Some patients, they write, don’t have depression symptoms that meet the criteria for a depression diagnosis. These people benefit from preventing their symptoms from becoming more severe or chronic, say Reynolds and Frank, who add that “a particularly vulnerable group in this regard is young mothers and, by virtue of the association between untreated depression and poor outcomes in offspring, their children.”

Reynolds and Frank go on to suggest that “special mention should be made of this group and of the possibility of screening mothers in the offices of their family practice or pediatric health care professionals since mothers are more likely to seek health care on a regular basis for their children than for themselves.”

Risk factors for depression during pregnancy and postpartum include poor self-esteem, childcare stress, prenatal anxiety, difficult infant temperament, lower socioeconomic status and unintended pregnancy, among others, according to the Task Force.

The Task Force recommends that doctors work with adults patients with depression to determine the best treatment plan, which could include antidepressants, psychotherapy or both. Meanwhile, for pregnant women with depression, it says it has sufficient evidence to recommend cognitive behavioral therapy. The guidelines encourage doctors to consider recommending counseling to pregnant or breastfeeding women with depression, as some medications could harm the fetus or newborn child.

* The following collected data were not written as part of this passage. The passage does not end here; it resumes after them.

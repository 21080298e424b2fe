/*
SPDX-FileCopyrightText: Copyright 2026 LG Electronics Inc.
SPDX-License-Identifier: MIT
*/

//! Cloneable route into a running stack.
//!
//! [`StackHandle`] is what foreign threads (radio, IP, background workers)
//! and the layers themselves hold.  It never exposes layer state directly;
//! everything goes through a queue of the shared dispatcher, except
//! deferred callbacks, which go straight to the executor's timers.

use std::fmt;
use std::sync::atomic::{AtomicU64, Ordering};
use std::sync::{Arc, OnceLock};

use crossbeam_channel::{unbounded, Receiver, Sender};
use parking_lot::Mutex;
use tracing::{debug, warn};

use crate::bridge::ResultSlot;
use crate::config::StackConfig;
use crate::dispatcher::{PushError, QueueId, TaskDispatcher};
use crate::executor::{StackContext, StackTask};
use crate::layers::{PhyCell, RadioDriver, StackLayers};
use crate::pool::{WorkerId, WorkerPool};
use crate::targets;

use super::{InitError, LifecycleState, StackError};

/// Room for a handful of control tasks; only shutdown uses it today.
const CONTROL_QUEUE_CAPACITY: usize = 4;

// ── Queues ────────────────────────────────────────────────────────────────────

/// The task queues of a stack, in registration (and round-robin) order.
#[derive(Debug, Clone, Copy, PartialEq, Eq, Hash)]
pub enum QueueKind {
    /// Lifecycle tasks (shutdown).
    Control,
    /// Requests from the UE application side: attach, detach, queries.
    Ue,
    /// Radio timing: tick reports and sync notifications.
    Sync,
    /// Uplink SDUs from the IP gateway.
    Gateway,
    /// Work handed over from the MAC layer's own threads.
    Mac,
    /// Results of background-worker operations.
    Background,
}

impl QueueKind {
    pub const ALL: [QueueKind; 6] = [
        QueueKind::Control,
        QueueKind::Ue,
        QueueKind::Sync,
        QueueKind::Gateway,
        QueueKind::Mac,
        QueueKind::Background,
    ];

    pub fn name(self) -> &'static str {
        match self {
            QueueKind::Control => "control",
            QueueKind::Ue => "ue",
            QueueKind::Sync => "sync",
            QueueKind::Gateway => "gw",
            QueueKind::Mac => "mac",
            QueueKind::Background => "background",
        }
    }

    fn index(self) -> usize {
        self as usize
    }
}

impl fmt::Display for QueueKind {
    fn fmt(&self, f: &mut fmt::Formatter<'_>) -> fmt::Result {
        f.write_str(self.name())
    }
}

// ── Shared state ──────────────────────────────────────────────────────────────

/// A callback waiting to be armed on the executor's timer facility.
pub(crate) type DeferredCallback = (u32, Box<dyn FnOnce(&mut StackLayers) + Send + 'static>);

struct Shared {
    config: StackConfig,
    dispatcher: TaskDispatcher<StackTask>,
    queues: [QueueId; 6],
    pool: WorkerPool,
    radio: OnceLock<Arc<dyn RadioDriver>>,
    state: Mutex<LifecycleState>,
    /// Deferrals not yet armed.  Drained by the executor after every task
    /// and before every timer step, so a deferral made on the executor
    /// thread counts from the very next sub-tick.
    deferred_tx: Sender<DeferredCallback>,
    deferred_rx: Receiver<DeferredCallback>,
    /// Uplink SDUs refused because the gateway queue was full.
    uplink_dropped: AtomicU64,
}

#[derive(Clone)]
pub struct StackHandle {
    shared: Arc<Shared>,
}

impl fmt::Debug for StackHandle {
    fn fmt(&self, f: &mut fmt::Formatter<'_>) -> fmt::Result {
        f.debug_struct("StackHandle")
            .field("state", &self.state())
            .field("dispatcher", &self.shared.dispatcher)
            .field("pool", &self.shared.pool)
            .finish_non_exhaustive()
    }
}

impl StackHandle {
    /// Validates `config`, registers the queues and starts the worker pool.
    pub(crate) fn new(config: StackConfig) -> Result<Self, InitError> {
        config.validate().map_err(InitError::Config)?;

        let dispatcher = TaskDispatcher::new();
        let queues = QueueKind::ALL.map(|kind| {
            let capacity = match kind {
                QueueKind::Control => CONTROL_QUEUE_CAPACITY,
                _ => config.queue_capacity,
            };
            dispatcher.register_queue(kind.name(), capacity)
        });

        let pool = WorkerPool::new(config.background_workers).map_err(|source| InitError::Spawn {
            thread: "WORKER",
            source,
        })?;

        let (deferred_tx, deferred_rx) = unbounded();
        Ok(Self {
            shared: Arc::new(Shared {
                config,
                dispatcher,
                queues,
                pool,
                radio: OnceLock::new(),
                state: Mutex::new(LifecycleState::Uninitialized),
                deferred_tx,
                deferred_rx,
                uplink_dropped: AtomicU64::new(0),
            }),
        })
    }

    pub fn config(&self) -> &StackConfig {
        &self.shared.config
    }

    pub(crate) fn dispatcher(&self) -> &TaskDispatcher<StackTask> {
        &self.shared.dispatcher
    }

    pub(crate) fn pool(&self) -> &WorkerPool {
        &self.shared.pool
    }

    pub fn queue_id(&self, kind: QueueKind) -> QueueId {
        self.shared.queues[kind.index()]
    }

    /// Tasks currently waiting in `kind`'s queue.
    pub fn queue_depth(&self, kind: QueueKind) -> usize {
        self.shared.dispatcher.depth(self.queue_id(kind))
    }

    pub fn state(&self) -> LifecycleState {
        *self.shared.state.lock()
    }

    pub(crate) fn set_state(&self, state: LifecycleState) {
        let mut current = self.shared.state.lock();
        let from = *current;
        debug!(target: targets::STACK, %from, to = %state, "lifecycle transition");
        *current = state;
    }

    pub(crate) fn record_uplink_drop(&self) {
        self.shared.uplink_dropped.fetch_add(1, Ordering::Relaxed);
    }

    /// Uplink SDUs dropped on a full gateway queue since start-up.
    pub fn uplink_dropped(&self) -> u64 {
        self.shared.uplink_dropped.load(Ordering::Relaxed)
    }

    pub(crate) fn set_radio(&self, radio: Arc<dyn RadioDriver>) {
        if self.shared.radio.set(radio).is_err() {
            warn!(target: targets::STACK, "radio driver already attached; keeping the first one");
        }
    }

    // ── Enqueueing ────────────────────────────────────────────────────────────

    /// Enqueues `task` on `kind` without blocking.
    ///
    /// # Errors
    /// The dispatcher's [`PushError`], handing the boxed task back.
    pub fn try_enqueue<F>(&self, kind: QueueKind, task: F) -> Result<(), PushError<StackTask>>
    where
        F: FnOnce(&mut StackContext) + Send + 'static,
    {
        self.shared.dispatcher.try_push(self.queue_id(kind), Box::new(task))
    }

    /// Enqueues `task` on `kind`, waiting while the queue is full.
    ///
    /// # Errors
    /// [`PushError::Closed`] once the stack has shut down.
    pub fn enqueue_blocking<F>(&self, kind: QueueKind, task: F) -> Result<(), PushError<StackTask>>
    where
        F: FnOnce(&mut StackContext) + Send + 'static,
    {
        self.shared.dispatcher.push_blocking(self.queue_id(kind), Box::new(task))
    }

    /// Runs `f` on the executor thread and blocks until it returns.
    ///
    /// Must not be called from the executor thread itself (it would wait for
    /// a task that can only run after it returns).
    ///
    /// # Errors
    /// [`StackError::NotRunning`] if the stack is not running,
    /// [`StackError::QueryAborted`] if shutdown discarded the task.
    pub fn query<R, F>(&self, f: F) -> Result<R, StackError>
    where
        R: Send + 'static,
        F: FnOnce(&mut StackContext) -> R + Send + 'static,
    {
        if self.state() != LifecycleState::Running {
            return Err(StackError::NotRunning);
        }
        let slot = ResultSlot::new();
        let writer = slot.writer();
        self.enqueue_blocking(QueueKind::Ue, move |ctx: &mut StackContext| {
            writer.put(f(ctx));
        })
        .map_err(|_| StackError::NotRunning)?;
        slot.wait().map_err(|_| StackError::QueryAborted)
    }

    // ── Background work ───────────────────────────────────────────────────────

    /// Runs `task` on a background worker.  Returns `false` once the pool has
    /// stopped.
    pub fn submit_background<F>(&self, task: F) -> bool
    where
        F: FnOnce(WorkerId) + Send + 'static,
    {
        self.shared.pool.push_task(task)
    }

    /// Posts the follow-up of a background operation to the executor.
    /// Blocks while the background queue is full.
    pub fn report_background_result<F>(&self, task: F) -> bool
    where
        F: FnOnce(&mut StackContext) + Send + 'static,
    {
        match self.enqueue_blocking(QueueKind::Background, task) {
            Ok(()) => true,
            Err(e) => {
                debug!(target: targets::STACK, "background result dropped: {e}");
                false
            }
        }
    }

    /// Runs `callback` with the layers after `duration_ticks` ticks.
    ///
    /// Layers call this from their hooks on the executor thread; the timer
    /// is armed before the next sub-tick is stepped, whatever is waiting in
    /// the task queues.  Returns `false` once the stack has stopped.
    pub fn defer_callback<F>(&self, duration_ticks: u32, callback: F) -> bool
    where
        F: FnOnce(&mut StackLayers) + Send + 'static,
    {
        if self.state() == LifecycleState::Stopped {
            warn!(target: targets::STACK, duration_ticks, "cannot defer callback: stack stopped");
            return false;
        }
        self.shared
            .deferred_tx
            .send((duration_ticks, Box::new(callback)))
            .is_ok()
    }

    /// Deferrals requested since the last call, in request order.
    pub(crate) fn take_deferred(&self) -> impl Iterator<Item = DeferredCallback> + '_ {
        self.shared.deferred_rx.try_iter()
    }

    // ── Radio procedures ──────────────────────────────────────────────────────

    fn radio(&self) -> Option<Arc<dyn RadioDriver>> {
        let radio = self.shared.radio.get().cloned();
        if radio.is_none() {
            warn!(target: targets::RRC, "no radio driver attached");
        }
        radio
    }

    /// Starts a cell search on a background worker; RRC gets
    /// `cell_search_completed` when it finishes.
    pub fn start_cell_search(&self) -> bool {
        let Some(radio) = self.radio() else {
            return false;
        };
        let handle = self.clone();
        self.submit_background(move |worker| {
            let (result, cell) = radio.cell_search();
            debug!(target: targets::RRC, worker, ?result, pci = cell.pci, "cell search finished");
            handle.report_background_result(move |ctx: &mut StackContext| {
                ctx.layers.rrc.cell_search_completed(result, cell);
            });
        })
    }

    /// Selects `cell` on a background worker; RRC gets
    /// `cell_select_completed` when it finishes.
    pub fn start_cell_select(&self, cell: PhyCell) -> bool {
        let Some(radio) = self.radio() else {
            return false;
        };
        let handle = self.clone();
        self.submit_background(move |worker| {
            let selected = radio.cell_select(&cell);
            debug!(target: targets::RRC, worker, pci = cell.pci, selected, "cell select finished");
            handle.report_background_result(move |ctx: &mut StackContext| {
                ctx.layers.rrc.cell_select_completed(selected);
            });
        })
    }
}
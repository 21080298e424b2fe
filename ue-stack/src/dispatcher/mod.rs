/*
SPDX-FileCopyrightText: Copyright 2026 LG Electronics Inc.
SPDX-License-Identifier: MIT
*/

//! Multi-queue task dispatcher.
//!
//! [`TaskDispatcher`] holds a set of named, bounded FIFO queues.  Each
//! producer class (radio sync, IP uplink, foreign-thread requests, background
//! completions, MAC) writes to its own queue, and exactly one consumer (the
//! executor thread) drains all of them through [`pop_next`].
//!
//! # Ordering
//!
//! | Scope | Guarantee |
//! |---|---|
//! | Within one queue | strict FIFO |
//! | Across queues | round-robin: a non-empty queue is served at least once every `queue_count` pops |
//!
//! No priority is given to any queue.  A flooded sync queue therefore cannot
//! starve the uplink queue, and vice versa.
//!
//! # Backpressure
//!
//! [`try_push`] never blocks and hands the task back inside
//! [`PushError::Full`] when the queue is at capacity; the caller decides
//! whether to drop it.  [`push_blocking`] parks the producer until the
//! consumer frees a slot.
//!
//! [`pop_next`]: TaskDispatcher::pop_next
//! [`try_push`]: TaskDispatcher::try_push
//! [`push_blocking`]: TaskDispatcher::push_blocking

use std::collections::VecDeque;
use std::fmt;
use std::sync::atomic::{AtomicU64, Ordering};

use parking_lot::{Condvar, Mutex};
use serde::Serialize;
use tracing::{debug, warn};

// ── Queue identity ────────────────────────────────────────────────────────────

/// Source of the per-dispatcher tag carried by every [`QueueId`].
static NEXT_DISPATCHER_ID: AtomicU64 = AtomicU64::new(0);

/// Opaque handle of one registered queue.
///
/// Only [`TaskDispatcher::register_queue`] creates these.  The id remembers
/// which dispatcher issued it, so it addresses nothing in any other one.
#[derive(Debug, Clone, Copy, PartialEq, Eq, Hash)]
pub struct QueueId {
    dispatcher: u64,
    index: usize,
}

impl QueueId {
    /// Registration index of the queue (0 for the first registered queue).
    pub fn index(self) -> usize {
        self.index
    }
}

impl fmt::Display for QueueId {
    fn fmt(&self, f: &mut fmt::Formatter<'_>) -> fmt::Result {
        write!(f, "queue#{}", self.index)
    }
}

// ── Error type ────────────────────────────────────────────────────────────────

/// Why a push did not enqueue the task.  The task is always handed back.
pub enum PushError<T> {
    /// The queue is at capacity (non-blocking push only).
    Full(T),

    /// The dispatcher has been closed; nothing will be delivered any more.
    Closed(T),

    /// The [`QueueId`] was not issued by this dispatcher.
    UnknownQueue(T),
}

impl<T> PushError<T> {
    /// Recovers the rejected task.
    pub fn into_inner(self) -> T {
        match self {
            PushError::Full(t) | PushError::Closed(t) | PushError::UnknownQueue(t) => t,
        }
    }

    pub fn is_full(&self) -> bool {
        matches!(self, PushError::Full(_))
    }

    pub fn is_closed(&self) -> bool {
        matches!(self, PushError::Closed(_))
    }
}

// Tasks are usually boxed closures without `Debug`, so the payload is elided.
impl<T> fmt::Debug for PushError<T> {
    fn fmt(&self, f: &mut fmt::Formatter<'_>) -> fmt::Result {
        match self {
            PushError::Full(_) => f.write_str("Full(..)"),
            PushError::Closed(_) => f.write_str("Closed(..)"),
            PushError::UnknownQueue(_) => f.write_str("UnknownQueue(..)"),
        }
    }
}

impl<T> fmt::Display for PushError<T> {
    fn fmt(&self, f: &mut fmt::Formatter<'_>) -> fmt::Result {
        match self {
            PushError::Full(_) => write!(f, "queue is full"),
            PushError::Closed(_) => write!(f, "dispatcher is closed"),
            PushError::UnknownQueue(_) => write!(f, "queue was not registered with this dispatcher"),
        }
    }
}

impl<T> std::error::Error for PushError<T> {}

// ── Diagnostics ───────────────────────────────────────────────────────────────

/// Occupancy of one queue at the time of a [`TaskDispatcher::snapshot`].
#[derive(Debug, Clone, PartialEq, Eq, Serialize)]
pub struct QueueDepth {
    pub name: String,
    pub depth: usize,
    pub capacity: usize,
}

// ── Internal state ────────────────────────────────────────────────────────────

struct BoundedQueue<T> {
    name: String,
    capacity: usize,
    items: VecDeque<T>,
}

impl<T> BoundedQueue<T> {
    fn is_full(&self) -> bool {
        self.items.len() >= self.capacity
    }
}

struct Inner<T> {
    queues: Vec<BoundedQueue<T>>,
    /// Index of the queue the next pop starts scanning from.
    cursor: usize,
    closed: bool,
}

impl<T> Inner<T> {
    /// Round-robin selection: scan from `cursor`, take the head of the first
    /// non-empty queue, and move the cursor past it.
    fn pop_round_robin(&mut self) -> Option<T> {
        let n = self.queues.len();
        for offset in 0..n {
            let idx = (self.cursor + offset) % n;
            if let Some(task) = self.queues[idx].items.pop_front() {
                self.cursor = (idx + 1) % n;
                return Some(task);
            }
        }
        None
    }
}

// ── TaskDispatcher ────────────────────────────────────────────────────────────

/// Bounded multi-producer / single-consumer task queues.
///
/// All queues share one mutex: the consumer needs an atomic view across
/// queues to apply the round-robin policy, and contention is limited to the
/// handful of producer threads of one stack.
pub struct TaskDispatcher<T> {
    id: u64,
    inner: Mutex<Inner<T>>,
    /// Signalled when a task is pushed or the dispatcher is closed.
    not_empty: Condvar,
    /// Signalled when a task is popped or the dispatcher is closed.
    not_full: Condvar,
}

impl<T> Default for TaskDispatcher<T> {
    fn default() -> Self {
        Self::new()
    }
}

impl<T> fmt::Debug for TaskDispatcher<T> {
    fn fmt(&self, f: &mut fmt::Formatter<'_>) -> fmt::Result {
        f.debug_struct("TaskDispatcher")
            .field("queues", &self.snapshot())
            .field("closed", &self.is_closed())
            .finish()
    }
}

impl<T> TaskDispatcher<T> {
    /// Creates a dispatcher with no queues.
    pub fn new() -> Self {
        Self {
            id: NEXT_DISPATCHER_ID.fetch_add(1, Ordering::Relaxed),
            inner: Mutex::new(Inner {
                queues: Vec::new(),
                cursor: 0,
                closed: false,
            }),
            not_empty: Condvar::new(),
            not_full: Condvar::new(),
        }
    }

    /// Registers a new FIFO holding at most `capacity` tasks (minimum 1).
    ///
    /// Intended to be called during setup, before the consumer starts.
    pub fn register_queue(&self, name: impl Into<String>, capacity: usize) -> QueueId {
        let mut inner = self.inner.lock();
        let id = QueueId {
            dispatcher: self.id,
            index: inner.queues.len(),
        };
        let name = name.into();
        debug!(queue = %name, id = id.index(), capacity, "queue registered");
        inner.queues.push(BoundedQueue {
            name,
            capacity: capacity.max(1),
            items: VecDeque::with_capacity(capacity.max(1)),
        });
        id
    }

    /// Position of `queue` in this dispatcher, `None` if another dispatcher
    /// issued it.
    fn local_index(&self, queue: QueueId) -> Option<usize> {
        (queue.dispatcher == self.id).then_some(queue.index)
    }

    /// Enqueues `task` without blocking.
    ///
    /// # Errors
    /// [`PushError::Full`] when the queue is at capacity (its depth is left
    /// unchanged), [`PushError::Closed`] after [`close`](Self::close),
    /// [`PushError::UnknownQueue`] for a foreign [`QueueId`].
    pub fn try_push(&self, queue: QueueId, task: T) -> Result<(), PushError<T>> {
        let mut inner = self.inner.lock();
        if inner.closed {
            return Err(PushError::Closed(task));
        }
        let Some(q) = self.local_index(queue).and_then(|i| inner.queues.get_mut(i)) else {
            return Err(PushError::UnknownQueue(task));
        };
        if q.is_full() {
            return Err(PushError::Full(task));
        }
        q.items.push_back(task);
        drop(inner);
        self.not_empty.notify_one();
        Ok(())
    }

    /// Enqueues `task`, parking the caller while the queue is full.
    ///
    /// # Errors
    /// [`PushError::Closed`] if the dispatcher is (or becomes) closed while
    /// waiting, [`PushError::UnknownQueue`] for a foreign [`QueueId`].
    pub fn push_blocking(&self, queue: QueueId, task: T) -> Result<(), PushError<T>> {
        let mut inner = self.inner.lock();
        loop {
            if inner.closed {
                return Err(PushError::Closed(task));
            }
            let Some(q) = self.local_index(queue).and_then(|i| inner.queues.get_mut(i)) else {
                return Err(PushError::UnknownQueue(task));
            };
            if !q.is_full() {
                q.items.push_back(task);
                drop(inner);
                self.not_empty.notify_one();
                return Ok(());
            }
            self.not_full.wait(&mut inner);
        }
    }

    /// Blocks until any queue holds a task and returns it.
    ///
    /// Returns `None` once the dispatcher is closed.  Must only be called by
    /// the single consumer.
    pub fn pop_next(&self) -> Option<T> {
        let mut inner = self.inner.lock();
        loop {
            if inner.closed {
                return None;
            }
            if let Some(task) = inner.pop_round_robin() {
                drop(inner);
                self.not_full.notify_all();
                return Some(task);
            }
            self.not_empty.wait(&mut inner);
        }
    }

    /// Non-blocking variant of [`pop_next`](Self::pop_next).
    pub fn try_pop(&self) -> Option<T> {
        let mut inner = self.inner.lock();
        if inner.closed {
            return None;
        }
        let task = inner.pop_round_robin();
        drop(inner);
        if task.is_some() {
            self.not_full.notify_all();
        }
        task
    }

    /// Instantaneous number of tasks waiting in `queue` (0 for an unknown id).
    pub fn depth(&self, queue: QueueId) -> usize {
        let Some(index) = self.local_index(queue) else {
            return 0;
        };
        self.inner.lock().queues.get(index).map_or(0, |q| q.items.len())
    }

    /// Configured capacity of `queue` (0 for an unknown id).
    pub fn capacity(&self, queue: QueueId) -> usize {
        let Some(index) = self.local_index(queue) else {
            return 0;
        };
        self.inner.lock().queues.get(index).map_or(0, |q| q.capacity)
    }

    /// Total number of waiting tasks across all queues.
    pub fn len(&self) -> usize {
        self.inner.lock().queues.iter().map(|q| q.items.len()).sum()
    }

    pub fn is_empty(&self) -> bool {
        self.len() == 0
    }

    pub fn queue_count(&self) -> usize {
        self.inner.lock().queues.len()
    }

    /// Per-queue occupancy, in registration order.
    pub fn snapshot(&self) -> Vec<QueueDepth> {
        self.inner
            .lock()
            .queues
            .iter()
            .map(|q| QueueDepth {
                name: q.name.clone(),
                depth: q.items.len(),
                capacity: q.capacity,
            })
            .collect()
    }

    pub fn is_closed(&self) -> bool {
        self.inner.lock().closed
    }

    /// Closes the dispatcher: further pushes fail with `Closed`, every
    /// blocked producer and the consumer wake up, and undelivered tasks are
    /// dropped.
    ///
    /// Returns the number of dropped tasks.  Idempotent.
    pub fn close(&self) -> usize {
        let pending: Vec<T> = {
            let mut inner = self.inner.lock();
            inner.closed = true;
            inner
                .queues
                .iter_mut()
                .flat_map(|q| q.items.drain(..))
                .collect()
        };
        self.not_empty.notify_all();
        self.not_full.notify_all();

        let dropped = pending.len();
        if dropped > 0 {
            warn!(dropped, "dispatcher closed with undelivered tasks");
        }
        // Task destructors run outside the lock.
        drop(pending);
        dropped
    }
}

// ── Tests ─────────────────────────────────────────────────────────────────────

The Task Force, an independent panel of clinicians and scientists commissioned by the federal Agency for Healthcare Research and Quality, makes evidence-based recommendations about preventive services and issues an annual report to Congress that identifies critical evidence gaps in research related to clinical preventive services.

Its recommendations also help determine which screenings, services and preventive medications are covered by insurance under the Affordable Care Act. By assigning its screening recommendation a “B” grade, the Task Force ensures that all adults aged 18 and over, including pregnant and postpartum women, can be screened for depression with no cost sharing.